The threshold value adjustment unit uses the learning model to
adjust the first threshold value and the second threshold value
used by the data acquisition unit. When the value detected by the
sensor has not exceeded the second threshold value the prescribed
number or more of times during the prescribed period of time while
operating in the second mode, the data acquisition unit of the
present example embodiment transmits the second notification signal
notifying that a malfunction has occurred, to the control unit. The
data acquisition unit transmits the second notification signal to
the control unit, and also transmits the first threshold value and
the second threshold value at that time point to the learning
unit.
[0168] For example, the data acquisition unit of the present
example embodiment transmits the first notification signal
notifying that the user wearing the sensor has started walking,
when the value detected by the sensor has fallen below the second
threshold value the prescribed number or more of times during the
prescribed period of time while operating in the second mode.
[0169] That is, the measurement device of the present example
embodiment records the first threshold value and the second
threshold value when a malfunction was detected, in a log, and
inputs the recorded log to the learner together with logs until
that time point to generate new first threshold value and second
threshold value. Then, the measurement device of the present
example embodiment updates the first threshold value and the second
threshold value when the malfunction was detected, with the newly
generated first threshold value and second threshold value, and
continues the measurement thereafter.
[0170] According to the measurement device of the present example
embodiment, the first threshold value and the second threshold
value can be updated according to individual differences and
changes in the walking environment. Therefore, according to the
measurement device of the present example embodiment, it is
possible to flexibly cope with individual differences and changes
in the walking environment.
Example
[0171] Here, an example of the measurement device according to the
third example embodiment of the present invention will be described
with reference to the drawings. In the present example, a
simulation was performed to examine the presence or absence of
erroneous operation in the low-power mode and the capability in
detecting walking in the normal mode, relating to walking and ankle
rotational motions when the IMU is worn on an arch part of a foot
as the data acquisition unit.
[0172] FIG. 14 illustrates acceleration waveforms in the
perpendicular direction (positive in the upward direction) relating
to walking and ankle rotational motions in the low-power mode. The
sampling rate in the low-power mode was set to 3.125 Hz. Since the
pace of an average person is two steps per second, a sampling rate
of 3.125 Hz allows the detection of the vertical acceleration
imparted by the impact force caused by the heel making contact with
the ground at the beginning of the stance phase. As a result of
comparing the waveforms of walking and ankle rotational motions, it
was confirmed that the acceleration imparted by the impact force
was much higher than the acceleration caused by the force of
muscles for making ankle rotational motions. Based on this
confirmation result, the first threshold value was set in
consideration of individual differences. The setting of the first
threshold value was verified from a histogram of the acceleration
waveforms in the perpendicular direction during walking and ankle
rotational motions.
[0173] FIG. 15 illustrates a histogram of the acceleration
waveforms in the perpendicular direction during walking and ankle
rotational motions. In the acceleration waveform (solid line)

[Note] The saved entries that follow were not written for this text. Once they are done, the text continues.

// SPDX-FileCopyrightText: 2026 Bruno Meilick
// SPDX-License-Identifier: LicenseRef-Httplab-FreeUse-NoCopy-NoDerivatives
//
// All rights reserved.
//
// This file is part of httplab and is proprietary software.
// Unauthorized copying, modification, or distribution is prohibited.

//! httplab: interactive mock HTTP response editor.
//!
//! A terminal UI for authoring the status, headers, body and delay a stub server replies with,
//! while showing the most recent request that server received.

pub mod format;
pub mod layout;
pub mod model;
pub mod server;
pub mod shared;
pub mod tui;
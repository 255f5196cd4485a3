// SPDX-FileCopyrightText: 2026 Bruno Meilick
// SPDX-License-Identifier: LicenseRef-Httplab-FreeUse-NoCopy-NoDerivatives
//
// All rights reserved.
//
// This file is part of httplab and is proprietary software.
// Unauthorized copying, modification, or distribution is prohibited.

//! Pane text <-> [`Response`] conversion.
//!
//! [`parse_response`] validates the raw text of the status, headers, body and delay panes and
//! builds a complete [`Response`] or reports the first invalid field. The `export_*` functions
//! render a response back into the text each pane is seeded with.

use std::{error::Error, fmt, time::Duration};

use crate::model::{Headers, Response};

/// Upper bound on the number of digits in a status code.
pub const MAX_STATUS_DIGITS: usize = 5;

#[derive(Debug, Clone, PartialEq, Eq)]
pub enum ParseError {
    InvalidStatus { text: String },
    InvalidHeader { line: String },
    InvalidDelay { text: String },
}

impl fmt::Display for ParseError {
    fn fmt(&self, f: &mut fmt::Formatter<'_>) -> fmt::Result {
        match self {
            Self::InvalidStatus { text } => write!(f, "Can't parse '{text}' as status code"),
            Self::InvalidHeader { line } => write!(f, "Invalid header '{line}': expected 'key: value'"),
            Self::InvalidDelay { text } => {
                write!(f, "Can't parse '{text}' as delay (non-negative milliseconds)")
            }
        }
    }
}

impl Error for ParseError {}

/// Parses every pane into a [`Response`]. Nothing is returned unless all four fields are valid.
pub fn parse_response(
    status: &str,
    headers: &str,
    body: &str,
    delay: &str,
) -> Result<Response, ParseError> {
    let status = parse_status(status)?;
    let headers = parse_headers(headers)?;
    let delay = parse_delay(delay)?;
    Ok(Response::new(status, headers, body.as_bytes(), delay))
}

pub fn parse_status(text: &str) -> Result<u32, ParseError> {
    let trimmed = text.trim();
    if !is_decimal(trimmed) || trimmed.len() > MAX_STATUS_DIGITS {
        return Err(ParseError::InvalidStatus { text: trimmed.to_owned() });
    }
    trimmed.parse().map_err(|_| ParseError::InvalidStatus { text: trimmed.to_owned() })
}

/// Parses `key: value` lines. Blank lines are skipped; the first colon separates key from value.
pub fn parse_headers(text: &str) -> Result<Headers, ParseError> {
    let mut headers = Headers::new();
    for line in text.lines() {
        if line.trim().is_empty() {
            continue;
        }
        let Some((key, value)) = line.split_once(':') else {
            return Err(ParseError::InvalidHeader { line: line.to_owned() });
        };
        let key = key.trim();
        if key.is_empty() {
            return Err(ParseError::InvalidHeader { line: line.to_owned() });
        }
        headers.append(key, value.trim());
    }
    Ok(headers)
}

/// Parses a delay in milliseconds. Empty and signed input is rejected rather than clamped.
pub fn parse_delay(text: &str) -> Result<Duration, ParseError> {
    let trimmed = text.trim();
    if !is_decimal(trimmed) {
        return Err(ParseError::InvalidDelay { text: trimmed.to_owned() });
    }
    trimmed
        .parse::<u64>()
        .map(Duration::from_millis)
        .map_err(|_| ParseError::InvalidDelay { text: trimmed.to_owned() })
}

fn is_decimal(text: &str) -> bool {
    !text.is_empty() && text.bytes().all(|byte| byte.is_ascii_digit())
}

pub fn export_status(response: &Response) -> String {
    response.status().to_string()
}

pub fn export_delay(response: &Response) -> String {
    response.delay().as_millis().to_string()
}

pub fn export_headers(response: &Response) -> String {
    response
        .headers()
        .pairs()
        .map(|(key, value)| format!("{key}: {value}"))
        .collect::<Vec<_>>()
        .join("\n")
}

pub fn export_body(response: &Response) -> String {
    String::from_utf8_lossy(response.body()).into_owned()
}
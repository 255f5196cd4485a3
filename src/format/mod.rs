// SPDX-FileCopyrightText: 2026 Bruno Meilick
// SPDX-License-Identifier: LicenseRef-Httplab-FreeUse-NoCopy-NoDerivatives
//
// All rights reserved.
//
// This file is part of httplab and is proprietary software.
// Unauthorized copying, modification, or distribution is prohibited.

//! Text formats.
//!
//! Conversion between the raw text of the editor panes and the structured response model.

pub mod response;

pub use response::{parse_response, ParseError};
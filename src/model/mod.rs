// SPDX-FileCopyrightText: 2026 Bruno Meilick
// SPDX-License-Identifier: LicenseRef-Httplab-FreeUse-NoCopy-NoDerivatives
//
// All rights reserved.
//
// This file is part of httplab and is proprietary software.
// Unauthorized copying, modification, or distribution is prohibited.

//! Core data model: the mock response and the pane names of the editor.

pub mod headers;
pub mod pane;
pub mod response;

pub use headers::Headers;
pub use pane::PaneName;
pub use response::Response;
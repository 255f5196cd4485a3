// SPDX-FileCopyrightText: 2026 Bruno Meilick
// SPDX-License-Identifier: LicenseRef-Httplab-FreeUse-NoCopy-NoDerivatives
//
// All rights reserved.
//
// This file is part of httplab and is proprietary software.
// Unauthorized copying, modification, or distribution is prohibited.

//! Mock response served by the stub server.

use std::time::Duration;

use super::Headers;

pub const DEFAULT_STATUS: u32 = 200;
pub const DEFAULT_BODY: &str = "Hello, World";

/// The status, headers, body and artificial delay of the mock response.
///
/// `status` is not restricted to valid HTTP codes here; it only ever holds at most five
/// decimal digits. The server decides what to do with codes HTTP cannot express.
#[derive(Debug, Clone, PartialEq, Eq)]
pub struct Response {
    status: u32,
    headers: Headers,
    body: Vec<u8>,
    delay: Duration,
}

impl Default for Response {
    fn default() -> Self {
        Self {
            status: DEFAULT_STATUS,
            headers: [("X-Server", "HTTPLab")].into_iter().collect(),
            body: DEFAULT_BODY.as_bytes().to_vec(),
            delay: Duration::ZERO,
        }
    }
}

impl Response {
    pub fn new(status: u32, headers: Headers, body: impl Into<Vec<u8>>, delay: Duration) -> Self {
        Self { status, headers, body: body.into(), delay }
    }

    pub fn status(&self) -> u32 {
        self.status
    }

    pub fn headers(&self) -> &Headers {
        &self.headers
    }

    pub fn body(&self) -> &[u8] {
        &self.body
    }

    pub fn delay(&self) -> Duration {
        self.delay
    }
}
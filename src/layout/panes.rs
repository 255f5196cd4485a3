// SPDX-FileCopyrightText: 2026 Bruno Meilick
// SPDX-License-Identifier: LicenseRef-Httplab-FreeUse-NoCopy-NoDerivatives
//
// All rights reserved.
//
// This file is part of httplab and is proprietary software.
// Unauthorized copying, modification, or distribution is prohibited.

//! Pane geometry.
//!
//! The request pane takes the left 70% of the screen, the response panes (status, delay,
//! headers, body) are stacked on the right, and a three-row info pane spans the bottom.

use std::{error::Error, fmt};

use ratatui::layout::Rect;

use super::SplitLayout;
use crate::model::PaneName;

const INFO_HEIGHT: u16 = 3;
const REQUEST_WIDTH_PERCENT: u16 = 70;
const STATUS_HEIGHT: u16 = 3;
const DELAY_HEIGHT: u16 = 3;
const HEADERS_HEIGHT_PERCENT: u16 = 40;
/// A bordered pane needs one row/column of content between its borders.
const MIN_PANE_EXTENT: u16 = 3;

#[derive(Debug, Clone, PartialEq, Eq)]
pub enum LayoutError {
    TerminalTooSmall { width: u16, height: u16, pane: PaneName },
}

impl fmt::Display for LayoutError {
    fn fmt(&self, f: &mut fmt::Formatter<'_>) -> fmt::Result {
        match self {
            Self::TerminalTooSmall { width, height, pane } => {
                write!(f, "terminal too small ({width}x{height}): no room for the {pane} pane")
            }
        }
    }
}

impl Error for LayoutError {}

/// Computes the region of every pane for a terminal of the given size.
///
/// Regions never overlap and together cover the whole screen.
pub fn plan_panes(width: u16, height: u16) -> Result<[(PaneName, Rect); 6], LayoutError> {
    let mut split_y = SplitLayout::new(height).fixed([height.saturating_sub(INFO_HEIGHT)]);
    let main_bottom = split_y.next();
    let info_bottom = split_y.next();

    let mut split_x = SplitLayout::new(width).relative([REQUEST_WIDTH_PERCENT]);
    let request_right = split_x.next();
    let response_right = split_x.next();
    let response_width = response_right - request_right;

    let mut stack = SplitLayout::new(main_bottom)
        .fixed([STATUS_HEIGHT, DELAY_HEIGHT])
        .relative([HEADERS_HEIGHT_PERCENT]);
    let mut rows = [0u16; 5];
    for row in rows.iter_mut().skip(1) {
        *row = stack.next();
    }
    let response_row = |idx: usize| {
        Rect::new(request_right, rows[idx], response_width, rows[idx + 1] - rows[idx])
    };

    let plan = [
        (PaneName::Request, Rect::new(0, 0, request_right, main_bottom)),
        (PaneName::Status, response_row(0)),
        (PaneName::Delay, response_row(1)),
        (PaneName::Headers, response_row(2)),
        (PaneName::Body, response_row(3)),
        (PaneName::Info, Rect::new(0, main_bottom, width, info_bottom - main_bottom)),
    ];

    for (pane, region) in &plan {
        if region.width < MIN_PANE_EXTENT || region.height < MIN_PANE_EXTENT {
            return Err(LayoutError::TerminalTooSmall { width, height, pane: *pane });
        }
    }

    Ok(plan)
}
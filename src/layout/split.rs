// SPDX-FileCopyrightText: 2026 Bruno Meilick
// SPDX-License-Identifier: LicenseRef-Httplab-FreeUse-NoCopy-NoDerivatives
//
// All rights reserved.
//
// This file is part of httplab and is proprietary software.
// Unauthorized copying, modification, or distribution is prohibited.

//! Split layout calculator.
//!
//! Partitions an integer extent into consecutive regions. Directives are queued with
//! [`SplitLayout::fixed`] and [`SplitLayout::relative`] and consumed one per
//! [`SplitLayout::next`] call; each call yields the next partition boundary.

use std::collections::VecDeque;

#[derive(Debug, Clone, Copy, PartialEq, Eq)]
enum SplitDirective {
    /// Reserve exactly this many units after the current boundary.
    Fixed(u16),
    /// Reserve this percentage of the total extent after the current boundary.
    Relative(u16),
}

#[derive(Debug, Clone, PartialEq, Eq)]
pub struct SplitLayout {
    total: u16,
    cursor: u16,
    pending: VecDeque<SplitDirective>,
}

impl SplitLayout {
    pub fn new(total: u16) -> Self {
        Self { total, cursor: 0, pending: VecDeque::new() }
    }

    /// Queues one fixed-size region per entry, in order.
    pub fn fixed(mut self, sizes: impl IntoIterator<Item = u16>) -> Self {
        self.pending.extend(sizes.into_iter().map(SplitDirective::Fixed));
        self
    }

    /// Queues one region per entry, each sized as a floor-rounded percentage of the total.
    pub fn relative(mut self, percents: impl IntoIterator<Item = u16>) -> Self {
        self.pending.extend(percents.into_iter().map(SplitDirective::Relative));
        self
    }

    #[cfg(test)]
    pub(crate) fn total(&self) -> u16 {
        self.total
    }

    /// The last boundary produced, or 0 before the first [`SplitLayout::next`].
    pub fn current(&self) -> u16 {
        self.cursor
    }

    /// Consumes the next directive and returns the boundary it ends at.
    ///
    /// Once the directives run out the remaining space belongs to the last region, so the
    /// total extent is returned. Reservations larger than the remaining extent are clamped.
    #[allow(clippy::should_implement_trait)]
    pub fn next(&mut self) -> u16 {
        let reserved = match self.pending.pop_front() {
            Some(SplitDirective::Fixed(size)) => u32::from(size),
            Some(SplitDirective::Relative(percent)) => {
                u32::from(self.total) * u32::from(percent) / 100
            }
            None => u32::from(self.remaining()),
        };
        let reserved = reserved.min(u32::from(self.remaining())) as u16;
        self.cursor += reserved;
        self.cursor
    }

    fn remaining(&self) -> u16 {
        self.total - self.cursor
    }
}
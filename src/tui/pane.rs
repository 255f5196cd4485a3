// SPDX-FileCopyrightText: 2026 Bruno Meilick
// SPDX-License-Identifier: LicenseRef-Httplab-FreeUse-NoCopy-NoDerivatives
//
// All rights reserved.
//
// This file is part of httplab and is proprietary software.
// Unauthorized copying, modification, or distribution is prohibited.

//! Named panes and the registry that positions them.

use std::collections::BTreeMap;

use ratatui::layout::Rect;

use super::editor::{EditInput, EditorPolicy, TextBuffer};
use crate::format::response::{export_body, export_delay, export_headers, export_status};
use crate::layout::{plan_panes, LayoutError};
use crate::model::{PaneName, Response};

#[derive(Debug, Clone)]
pub(crate) struct Pane {
    name: PaneName,
    region: Rect,
    editable: bool,
    policy: EditorPolicy,
    title: Option<&'static str>,
    buffer: TextBuffer,
    scroll: (u16, u16),
}

impl Pane {
    fn create(name: PaneName, region: Rect, response: &Response) -> Self {
        use EditorPolicy::{FreeText, Navigation, Numeric};

        let (title, editable, policy, text) = match name {
            PaneName::Request => (Some("Request"), false, Navigation, String::new()),
            PaneName::Status => (Some("Status"), true, Numeric, export_status(response)),
            PaneName::Delay => (Some("Delay (ms)"), true, FreeText, export_delay(response)),
            PaneName::Headers => (Some("Headers"), true, FreeText, export_headers(response)),
            PaneName::Body => (Some("Body"), true, FreeText, export_body(response)),
            PaneName::Info => (None, false, Navigation, String::new()),
        };
        Self {
            name,
            region,
            editable,
            policy,
            title,
            buffer: TextBuffer::from_text(&text),
            scroll: (0, 0),
        }
    }

    pub(crate) fn name(&self) -> PaneName {
        self.name
    }

    pub(crate) fn region(&self) -> Rect {
        self.region
    }

    pub(crate) fn editable(&self) -> bool {
        self.editable
    }

    #[cfg(test)]
    pub(crate) fn policy(&self) -> EditorPolicy {
        self.policy
    }

    pub(crate) fn title(&self) -> Option<&'static str> {
        self.title
    }

    pub(crate) fn buffer(&self) -> &TextBuffer {
        &self.buffer
    }

    pub(crate) fn text(&self) -> String {
        self.buffer.text()
    }

    pub(crate) fn set_text(&mut self, text: &str) {
        self.buffer.set_text(text);
        self.scroll = (0, 0);
    }

    pub(crate) fn clear(&mut self) {
        self.buffer.clear();
        self.scroll = (0, 0);
    }

    pub(crate) fn apply(&mut self, input: EditInput) -> bool {
        self.policy.apply(&mut self.buffer, input)
    }

    /// Adjusts the scroll offset so the cursor is inside the bordered content area and returns
    /// it as `(rows, columns)`.
    pub(crate) fn scroll_to_cursor(&mut self) -> (u16, u16) {
        let inner_height = usize::from(self.region.height.saturating_sub(2)).max(1);
        let inner_width = usize::from(self.region.width.saturating_sub(2)).max(1);
        let (row, col) = self.buffer.cursor();
        let (scroll_y, scroll_x) = self.scroll;
        self.scroll = (
            follow(usize::from(scroll_y), row, inner_height),
            follow(usize::from(scroll_x), col, inner_width),
        );
        self.scroll
    }
}

fn follow(offset: usize, position: usize, viewport: usize) -> u16 {
    let offset = if position < offset {
        position
    } else if position >= offset + viewport {
        position + 1 - viewport
    } else {
        offset
    };
    u16::try_from(offset).unwrap_or(u16::MAX)
}

/// Owns every pane. Panes are created on the first layout pass and only repositioned after that.
#[derive(Debug, Clone, Default)]
pub(crate) struct PaneRegistry {
    panes: BTreeMap<PaneName, Pane>,
}

impl PaneRegistry {
    /// Positions all panes for a `width` x `height` terminal.
    ///
    /// Missing panes are created and seeded from `response`; existing panes keep their text.
    pub(crate) fn layout(
        &mut self,
        width: u16,
        height: u16,
        response: &Response,
    ) -> Result<(), LayoutError> {
        for (name, region) in plan_panes(width, height)? {
            self.panes
                .entry(name)
                .and_modify(|pane| pane.region = region)
                .or_insert_with(|| Pane::create(name, region, response));
        }
        Ok(())
    }

    pub(crate) fn get(&self, name: PaneName) -> Option<&Pane> {
        self.panes.get(&name)
    }

    pub(crate) fn get_mut(&mut self, name: PaneName) -> Option<&mut Pane> {
        self.panes.get_mut(&name)
    }

    /// Current text of a pane, or an empty string if it has not been laid out yet.
    pub(crate) fn text(&self, name: PaneName) -> String {
        self.get(name).map(Pane::text).unwrap_or_default()
    }

    pub(crate) fn iter_mut(&mut self) -> impl Iterator<Item = &mut Pane> {
        self.panes.values_mut()
    }

    #[cfg(test)]
    pub(crate) fn is_empty(&self) -> bool {
        self.panes.is_empty()
    }
}
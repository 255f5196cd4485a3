// SPDX-FileCopyrightText: 2026 Bruno Meilick
// SPDX-License-Identifier: LicenseRef-Httplab-FreeUse-NoCopy-NoDerivatives
//
// All rights reserved.
//
// This file is part of httplab and is proprietary software.
// Unauthorized copying, modification, or distribution is prohibited.

//! Transient notifications in the info pane.
//!
//! Every notification schedules its own clear on the tokio runtime. The timer never touches the
//! panes: it only sends [`UiTask::ClearInfo`] back to the UI loop, which drops clears that a
//! newer notification has superseded.

use std::time::Duration;

use tokio::{
    runtime::Handle,
    sync::mpsc::{self, UnboundedReceiver, UnboundedSender},
    task::JoinHandle,
};

pub(crate) const NOTIFY_TTL: Duration = Duration::from_secs(3);

/// Work for the UI loop, queued from other execution contexts.
#[derive(Debug, Clone, PartialEq, Eq)]
pub enum UiTask {
    /// Clear the info pane if `generation` is still the latest notification.
    ClearInfo { generation: u64 },
    /// Replace the request pane with a description of an inbound request.
    DisplayRequest(String),
    /// Show a message in the info pane.
    Notify(String),
}

pub fn ui_channel() -> (UnboundedSender<UiTask>, UnboundedReceiver<UiTask>) {
    mpsc::unbounded_channel()
}

#[derive(Debug)]
pub(crate) struct Notifier {
    runtime: Handle,
    tasks: UnboundedSender<UiTask>,
    ttl: Duration,
    generation: u64,
    pending: Option<JoinHandle<()>>,
}

impl Notifier {
    pub(crate) fn new(runtime: Handle, tasks: UnboundedSender<UiTask>) -> Self {
        Self { runtime, tasks, ttl: NOTIFY_TTL, generation: 0, pending: None }
    }

    /// Cancels any pending clear and schedules a new one `ttl` from now.
    pub(crate) fn schedule_clear(&mut self) {
        if let Some(pending) = self.pending.take() {
            pending.abort();
        }
        self.generation = self.generation.wrapping_add(1);

        let generation = self.generation;
        let tasks = self.tasks.clone();
        let ttl = self.ttl;
        self.pending = Some(self.runtime.spawn(async move {
            tokio::time::sleep(ttl).await;
            let _ = tasks.send(UiTask::ClearInfo { generation });
        }));
    }

    /// Returns whether a clear for `generation` should still be applied.
    pub(crate) fn take_clear(&mut self, generation: u64) -> bool {
        if generation != self.generation || self.pending.is_none() {
            tracing::debug!(generation, current = self.generation, "dropping stale info clear");
            return false;
        }
        self.pending = None;
        true
    }
}

impl Drop for Notifier {
    fn drop(&mut self) {
        if let Some(pending) = self.pending.take() {
            pending.abort();
        }
    }
}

imparted by the impact force, there is a section with acceleration
of 2.5 times (2.5 G) the gravitational acceleration or more. In
contrast to this, in the acceleration waveforms (the dotted line
and the dashed-dotted line) imparted by ankle rotational motions,
there is almost no section with acceleration equal to or more than
2.5 times the gravitational acceleration. This means that, if the
threshold value is set to 2.5 times the gravitational acceleration,
walking and non-walking can be distinguished from each other.
[0174] FIG. 16 illustrates a result of measuring the working status
of the measurement device of the third example embodiment during
walking and non-walking by making a test subject who is a company
employee and goes out at lunch wear the measurement device and
simulate daily life. During walking, the trigger signal (interrupt)
was output to the control unit from the data acquisition unit, and
the power consumption increased because the control unit set the
data acquisition unit to the normal mode. In contrast to this,
during having lunch, since the trigger signal was not output to the
control unit from the data acquisition unit, the power consumption
was exceptionally low because the data acquisition unit was not set
to the normal mode.
[0175] A simulation was performed to detect walking after the data
acquisition unit was activated, by analyzing walking waveforms. The
data acquisition unit operating in the normal mode is assumed to
record the gait data at a sampling rate of 50 Hz.
[0176] FIG. 17 illustrates acceleration waveforms (also referred to
as walking waveforms) in the horizontal direction (positive in the
forward direction) during walking and ankle rotational motions in
the normal mode. In the walking waveform in FIG. 17, huge dips
appear in the negative direction. These dips each represent
acceleration in a direction opposite to the forward direction due
to the sudden stop of the heel making contact with the ground at
the beginning of the stance phase. Since these dips are observed
only at the moment when the heel makes contact with the ground,
these dips cannot be detected in a low sampling measurement in the
low-power mode, but in the normal mode, the sudden stop during one
step of the user is detected because the sampling rate is high. On
the other hand, in the ankle rotational motions, the horizontal
acceleration in the forward direction exerted by muscles is far
less than the acceleration at the sudden stop. These
characteristics can be utilized to set the second threshold value.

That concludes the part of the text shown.